Engineering of Crassulacean Acid Metabolism (CAM) Modules into C3 Species Via Synthetic Biology Approach

Hu, R., Oak Ridge National Laboratory
Liu, D., Oak Ridge National Laboratory
Borland, A., Newcastle University
Tuskan, G., Oak Ridge National Laboratory
Yang, X., Oak Ridge National Laboratory
Crassulacean acid metabolism (CAM) is a specialized photosynthetic pathway that enhances water use efficiency (WUE) in CAM plants in comparison with C3 and C4 plants. The CAM biochemistry features two temporally-separated modules: 1) a carboxylation module for nocturnal CO2 fixation and accumulation of malic acid in the vacuole; and 2) a decarboxylation module for release of CO2 from malate during the daytime. From the genomics resources available for two obligate CAM species Agave americana (monocot) and Kalanchoë laxiflora (eudicot), we identified the key genes involved in the CAM carboxylation and decarboxylation processes. Multiple genetic circuits were created for the CAM carboxylation and decarboxylation modules using synthetic biology approach.

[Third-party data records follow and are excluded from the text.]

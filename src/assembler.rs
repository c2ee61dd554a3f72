//! External toolchain driver.
//!
//! Turns assembly text into an ELF executable by writing the stdlib and the
//! program into a private working directory and running GNU `as` plus `ld`
//! (or `cc` when linking with the C runtime). The directory is released on
//! every exit path.

use crate::error::CompileError;
use crate::stdlib::{STDLIB_ASM, stdlib_without_start};
use std::fs;
use std::path::{Path, PathBuf};
use std::process::Command;
use tracing::debug;

/// Linking configuration for [`assemble`]/[`assemble_to_bytes`].
#[derive(Debug, Clone, Default)]
pub struct LinkOptions {
    /// Link with `cc` and let the C runtime provide `_start`.
    pub link_with_c: bool,
    /// Extra `-l` libraries passed to the linker.
    pub extra_libraries: Vec<String>,
}

/// Assemble and link, writing the executable to `output_file`.
pub fn assemble(
    assembly_code: &str,
    output_file: &Path,
    options: &LinkOptions,
) -> Result<(), CompileError> {
    let workdir = tempfile::Builder::new().prefix("skaldc_").tempdir()?;
    let built = assemble_in(assembly_code, workdir.path(), options)?;
    fs::copy(&built, output_file)?;
    Ok(())
}

/// Assemble and link, returning the executable's bytes.
pub fn assemble_to_bytes(
    assembly_code: &str,
    options: &LinkOptions,
) -> Result<Vec<u8>, CompileError> {
    let workdir = tempfile::Builder::new().prefix("skaldc_").tempdir()?;
    let built = assemble_in(assembly_code, workdir.path(), options)?;
    Ok(fs::read(&built)?)
}

fn assemble_in(
    assembly_code: &str,
    workdir: &Path,
    options: &LinkOptions,
) -> Result<PathBuf, CompileError> {
    let stdlib_asm = workdir.join("stdlib.s");
    let stdlib_obj = workdir.join("stdlib.o");
    let program_asm = workdir.join("program.s");
    let program_obj = workdir.join("program.o");
    let output = workdir.join("a.out");

    let stdlib_code = if options.link_with_c {
        stdlib_without_start()
    } else {
        STDLIB_ASM.to_string()
    };
    fs::write(&stdlib_asm, stdlib_code)?;
    fs::write(&program_asm, assembly_code)?;

    run_checked(
        Command::new("as")
            .arg("-g")
            .arg("-o")
            .arg(&stdlib_obj)
            .arg(&stdlib_asm),
    )?;
    run_checked(
        Command::new("as")
            .arg("-g")
            .arg("-o")
            .arg(&program_obj)
            .arg(&program_asm),
    )?;

    if options.link_with_c {
        // Linking with the C standard library correctly is complicated, so
        // let the C compiler build the linker command.
        let mut cc = Command::new("cc");
        cc.arg("-o").arg(&output).arg("-static");
        for lib in &options.extra_libraries {
            cc.arg(format!("-l{}", lib));
        }
        cc.arg(&stdlib_obj).arg(&program_obj);
        run_checked(&mut cc)?;
    } else {
        let mut ld = Command::new("ld");
        ld.arg("-o").arg(&output).arg("-static");
        for lib in &options.extra_libraries {
            ld.arg(format!("-l{}", lib));
        }
        ld.arg(&stdlib_obj).arg(&program_obj);
        run_checked(&mut ld)?;
    }

    debug!(output = %output.display(), "linked executable");
    Ok(output)
}

fn run_checked(command: &mut Command) -> Result<(), CompileError> {
    let program = command.get_program().to_string_lossy().to_string();
    let output = command
        .output()
        .map_err(|e| CompileError::Toolchain(format!("failed to run {}: {}", program, e)))?;
    if !output.status.success() {
        let stderr = String::from_utf8_lossy(&output.stderr);
        return Err(CompileError::Toolchain(format!(
            "{} exited with {}:\n{}",
            program,
            output.status,
            stderr.trim_end()
        )));
    }
    Ok(())
}

/// Whether `as` and `ld` can be run on this machine. Integration tests use
/// this to skip execution scenarios on hosts without a toolchain.
pub fn toolchain_available() -> bool {
    let probe = |name: &str| {
        Command::new(name)
            .arg("--version")
            .output()
            .map(|o| o.status.success())
            .unwrap_or(false)
    };
    probe("as") && probe("ld")
}

#[cfg(test)]
mod tests {
    use super::*;

    #[test]
    fn test_failed_command_surfaces_stderr() {
        let err = run_checked(Command::new("sh").arg("-c").arg("echo boom >&2; exit 3"))
            .unwrap_err();
        match err {
            CompileError::Toolchain(message) => {
                assert!(message.contains("boom"), "message: {}", message);
            }
            other => panic!("expected toolchain error, got {:?}", other),
        }
    }

    #[test]
    fn test_missing_command_is_a_toolchain_error() {
        let err = run_checked(&mut Command::new("definitely-not-a-real-assembler")).unwrap_err();
        assert!(matches!(err, CompileError::Toolchain(_)));
    }
}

These genetic circuits were introduced into two model plants species (i.e., Arabidopsis and tobacco) for testing and optimization of the circuit design. Furthermore, the CAM genetic circuits are being transformed into poplar, an important C3 bioenergy crop. This research has a great potential for accelerating the genetic improvement of WUE and drought tolerance in bioenergy and food crops.